- Type of format: INI configuration file
- Standard: spec.editorconfig.org
- Open format?: Yes
- Free format?: Yes
- Website: editorconfig.org

= EditorConfig =

Specification and file format

EditorConfig is an open specification and file format for syntax highlighting, text editors and integrated development environment (IDEs) that aims to maintain a consistent coding style, particularly aimed at groups working together. It can help keep multiple editors as well as individuals using the same conventions. It stores configurations in a file which can be shared by multiple people or used in multiple editors (by the same person or by many). It defines rules for how to format different programming languages or other structured text files with conventions such as what character to end a line with and how to manage indentation.

==Concept==
The project web site states "EditorConfig helps maintain consistent coding styles for multiple developers working on the same project across various editors and IDEs. The EditorConfig project consists of a file format for defining coding styles and a collection of text editor plugins that enable editors to read the file format and adhere to defined styles. EditorConfig files are easily readable and they work nicely with version control systems."

==Specification==

Source:

The configuration is typically stored in a UTF-8 encoded text file: .editorconfig.

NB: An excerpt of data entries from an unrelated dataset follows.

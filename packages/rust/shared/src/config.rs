//! Application configuration for contribmerge.
//!
//! User config lives at `~/.contribmerge/contribmerge.toml`.
//! CLI flags override config file values, which override defaults.
//! Credentials are only ever read from the environment.

use std::path::{Path, PathBuf};

use serde::{Deserialize, Serialize};
use url::Url;

use crate::error::{ContribMergeError, Result};

/// Default configuration file name.
const CONFIG_FILE_NAME: &str = "contribmerge.toml";

/// Default config directory name under the user's home.
const CONFIG_DIR_NAME: &str = ".contribmerge";

// ---------------------------------------------------------------------------
// Config structs (matching contribmerge.toml schema)
// ---------------------------------------------------------------------------

/// Top-level application config, deserialized from TOML.
#[derive(Debug, Clone, PartialEq, Serialize, Deserialize)]
pub struct AppConfig {
    /// Category for repositories no rule matches.
    #[serde(default = "default_fallback_category")]
    pub fallback_category: String,

    /// GitHub access settings.
    #[serde(default)]
    pub github: GithubConfig,

    /// Description generation settings.
    #[serde(default)]
    pub models: ModelsConfig,

    /// Target document settings.
    #[serde(default)]
    pub document: DocumentConfig,

    /// Ordered categorization rules; the first match wins.
    #[serde(default = "default_categories")]
    pub categories: Vec<CategoryRule>,
}

impl Default for AppConfig {
    fn default() -> Self {
        Self {
            fallback_category: default_fallback_category(),
            github: GithubConfig::default(),
            models: ModelsConfig::default(),
            document: DocumentConfig::default(),
            categories: default_categories(),
        }
    }
}

/// `[github]` section.
#[derive(Debug, Clone, PartialEq, Serialize, Deserialize)]
pub struct GithubConfig {
    /// Name of the env var holding the actor identity.
    #[serde(default = "default_username_env")]
    pub username_env: String,

    /// Name of the env var holding the access token (never store the token itself).
    #[serde(default = "default_token_env")]
    pub token_env: String,

    /// Actor identity used when the username env var is unset.
    #[serde(default)]
    pub username: String,

    /// REST API base URL.
    #[serde(default = "default_api_base")]
    pub api_base: String,

    /// Web base URL used to build repository and PR links.
    #[serde(default = "default_web_base")]
    pub web_base: String,

    /// How many days back to look for merged pull requests.
    #[serde(default = "default_window_days")]
    pub window_days: u32,

    /// Maximum number of pull requests to retrieve.
    #[serde(default = "default_max_results")]
    pub max_results: usize,

    /// HTTP timeout in seconds.
    #[serde(default = "default_timeout_secs")]
    pub timeout_secs: u64,
}

impl Default for GithubConfig {
    fn default() -> Self {
        Self {
            username_env: default_username_env(),
            token_env: default_token_env(),
            username: String::new(),
            api_base: default_api_base(),
            web_base: default_web_base(),
            window_days: default_window_days(),
            max_results: default_max_results(),
            timeout_secs: default_timeout_secs(),
        }
    }
}

fn default_username_env() -> String {
    "GITHUB_USERNAME".into()
}
fn default_token_env() -> String {
    "GITHUB_TOKEN".into()
}
fn default_api_base() -> String {
    "https://api.github.com".into()
}
fn default_web_base() -> String {
    "https://github.com".into()
}
fn default_window_days() -> u32 {
    30
}
fn default_max_results() -> usize {
    100
}
fn default_timeout_secs() -> u64 {
    30
}

/// `[models]` section.
#[derive(Debug, Clone, PartialEq, Serialize, Deserialize)]
pub struct ModelsConfig {
    /// OpenAI-compatible inference endpoint.
    #[serde(default = "default_models_endpoint")]
    pub endpoint: String,

    /// Model identifier.
    #[serde(default = "default_model")]
    pub model: String,

    /// Sampling temperature.
    #[serde(default = "default_temperature")]
    pub temperature: f32,

    /// Completion token cap.
    #[serde(default = "default_max_tokens")]
    pub max_tokens: u32,

    /// Most recent pull requests included in the prompt.
    #[serde(default = "default_max_prs_in_prompt")]
    pub max_prs_in_prompt: usize,
}

impl Default for ModelsConfig {
    fn default() -> Self {
        Self {
            endpoint: default_models_endpoint(),
            model: default_model(),
            temperature: default_temperature(),
            max_tokens: default_max_tokens(),
            max_prs_in_prompt: default_max_prs_in_prompt(),
        }
    }
}

fn default_models_endpoint() -> String {
    "https://models.github.ai/inference".into()
}
fn default_model() -> String {
    "gpt-4o".into()
}
fn default_temperature() -> f32 {
    0.7
}
fn default_max_tokens() -> u32 {
    200
}
fn default_max_prs_in_prompt() -> usize {
    15
}

/// `[document]` section.
#[derive(Debug, Clone, PartialEq, Serialize, Deserialize)]
pub struct DocumentConfig {
    /// Target markdown file, relative to the working directory.
    #[serde(default = "default_document_path")]
    pub path: PathBuf,

    /// Title of the `##` heading category sections live under.
    #[serde(default = "default_anchor_heading")]
    pub anchor_heading: String,

    /// Title of the disposable `##` section removed before every merge.
    #[serde(default = "default_stale_section_heading")]
    pub stale_section_heading: String,

    /// Text the stale section's closing line starts with.
    #[serde(default = "default_stale_trailer_marker")]
    pub stale_trailer_marker: String,

    /// Short repository names too generic for fuzzy duplicate matching.
    #[serde(default = "default_short_name_stoplist")]
    pub short_name_stoplist: Vec<String>,
}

Some tools allow saving their style preferences as an EditorConfig file.
Each line:
- May be blank (only whitespace characters)
- A comment that begins with ; or #
- A section header, which starts with a square bracket [, and ends with a square bracket ].
  - A section header may not have any non-whitespace characters outside of the brackets
  - It may contain any characters between the brackets including whitespace/tabs
  - It uses forward slash characters / as path separators
    - Backslashes \ are prohibited, even on Windows.
- Key–value pair, with a = separating the key from the value
Any other line format is invalid. It does not support in-line comments. If there is a ; or # character anywhere other than the start of line it is considered to be part of the text of the line. It does not support any character escaping.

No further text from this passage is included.